3. Using SQLite for Production
Surprisingly, my multi-user web application runs on SQLite. With a lightweight database size of merely 47MB, it seamlessly supports 50 concurrent users. An analysis of











3 Comments
This post offers a compelling perspective on embracing unscalable solutions as a strategic means of rapid learning and iteration. The 3-Month Rule underscores the importance of disciplined experimentationΓÇöknowing when to pivot or discard ideasΓÇöwhile avoiding paralysis by over-optimization early on.
Your choice of infrastructure, like hosting multiple components on a single VM and hardcoding configurations, exemplifies the power of simplicity in the initial stages. ItΓÇÖs a reminder that embracing unscalable hacks can provide crucial insights into resource constraints and user behavior that might be obscured by overly complex setups.
I believe this approach can be especially valuable for startups and solo developers aiming to validate product-market fit quickly. The key is to treat these experiments as stepping stonesΓÇöusing the lessons gained to inform future scalable architectures, rather than as ultimate solutions.
Thanks for sharing these practical frameworks; they serve as a great blueprint for balancing speed, learning, and eventual growth.
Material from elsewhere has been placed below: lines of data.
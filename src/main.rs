use clap::Parser;
use vhs_rental_client::app::commands;
use vhs_rental_client::utils::error::ErrorSeverity;
use vhs_rental_client::utils::{logger, validation::Validate};
use vhs_rental_client::{CliConfig, RentalError, RentalServices};

fn exit_code(error: &RentalError) -> i32 {
    match error.severity() {
        ErrorSeverity::Low => 0,
        ErrorSeverity::Medium => 2, // transient, worth retrying
        ErrorSeverity::High => 1,
        ErrorSeverity::Critical => 3, // configuration
    }
}

fn fail(error: &RentalError) -> ! {
    tracing::error!(
        "❌ {} (kind: {:?}, status: {:?}, detail: {})",
        error,
        error.kind(),
        error.status(),
        error.detail().unwrap_or("-")
    );
    eprintln!("❌ {}", error.user_friendly_message());
    eprintln!("💡 {}", error.recovery_suggestion());
    std::process::exit(exit_code(error));
}

#[tokio::main]
async fn main() -> anyhow::Result<()> {
    let cli = CliConfig::parse();

    // The config file may carry the log settings, so it is read before the logger exists.
    let file = match cli.load_file() {
        Ok(file) => file,
        Err(e) => {
            eprintln!("❌ {}", e);
            std::process::exit(exit_code(&e));
        }
    };

    let level = file.as_ref().and_then(|f| f.log_level());
    if cli.json_logs || file.as_ref().is_some_and(|f| f.json_logs()) {
        logger::init_json_logger(cli.verbose, level);
    } else {
        logger::init_cli_logger(cli.verbose, level);
    }

    tracing::debug!("CLI config: {:?}", cli);

    if let Some(file) = &file {
        if let Err(e) = file.validate() {
            fail(&e);
        }
    }

    let settings = cli.settings(file.as_ref());
    if let Err(e) = settings.validate() {
        fail(&e);
    }
    tracing::info!("Using backend {}", settings.api_url);

    let services = match RentalServices::connect(&settings) {
        Ok(services) => services,
        Err(e) => fail(&e),
    };

    match commands::execute(&services, cli.command).await {
        Ok(output) => {
            println!("{}", output);
            Ok(())
        }
        Err(e) => fail(&e),
    }
}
This framework offers a compelling perspective on balancing agility with strategic experimentation. The emphasis on a strict three-month window aligns well with the concept of rapid iterationΓÇöa core principle in lean startup methodologiesΓÇöallowing entrepreneurs to validate hypotheses or pivot quickly.
Your choice to use a single VM and hardcoded configurations exemplifies a “minimum viable infrastructure” approach that fosters learning and reduces friction, particularly valuable in early-stage development. While these techniques diverge from traditional best practices focused on scalability and flexibility, they serve as powerful tools for gaining immediate insights, identifying bottlenecks, and understanding resource requirements.
Moreover, running SQLite in production, while unconventional, underscores the importance of simplifying until complexity is justifiedΓÇöa mindset that encourages evidence-based decisions rather than theoretical overengineering.
This approach resonates with the broader philosophy that unscalable solutions, when time-bound and purpose-driven, can accelerate learning and innovationΓÇöcrucial for startups navigating uncertain terrain. ItΓÇÖs a reminder that sometimes, embracing imperfection intentionally can be a strategic advantage in the pursuit of sustainable growth.
This is a fantastic and pragmatic perspective on implementing the “do things that don’t scale” principle. Your 3-Month Rule provides a disciplined yet flexible approach to quickly testing unscalable solutions, which can often reveal more about user needs and system limitations than prolonged planning.
I particularly appreciate your emphasis on rapid experimentation—like using a single VM and hardcoded configs—to gain real-world insights without getting bogged down in premature optimization. This reminds me of the value in embracing simplicity and learning from small-scale prototypes before investing heavily in scalable architecture.
It would be interesting to hear how you balance the eventual transition from these experimental hacks to more scalable, maintainable systems when the product grows. Have you found a structured process for iterating out of these temporary solutions, or do some unscalable hacks become foundational? Thanks for sharing this insightful framework—definitely a practical roadmap for startups and solo engineers alike!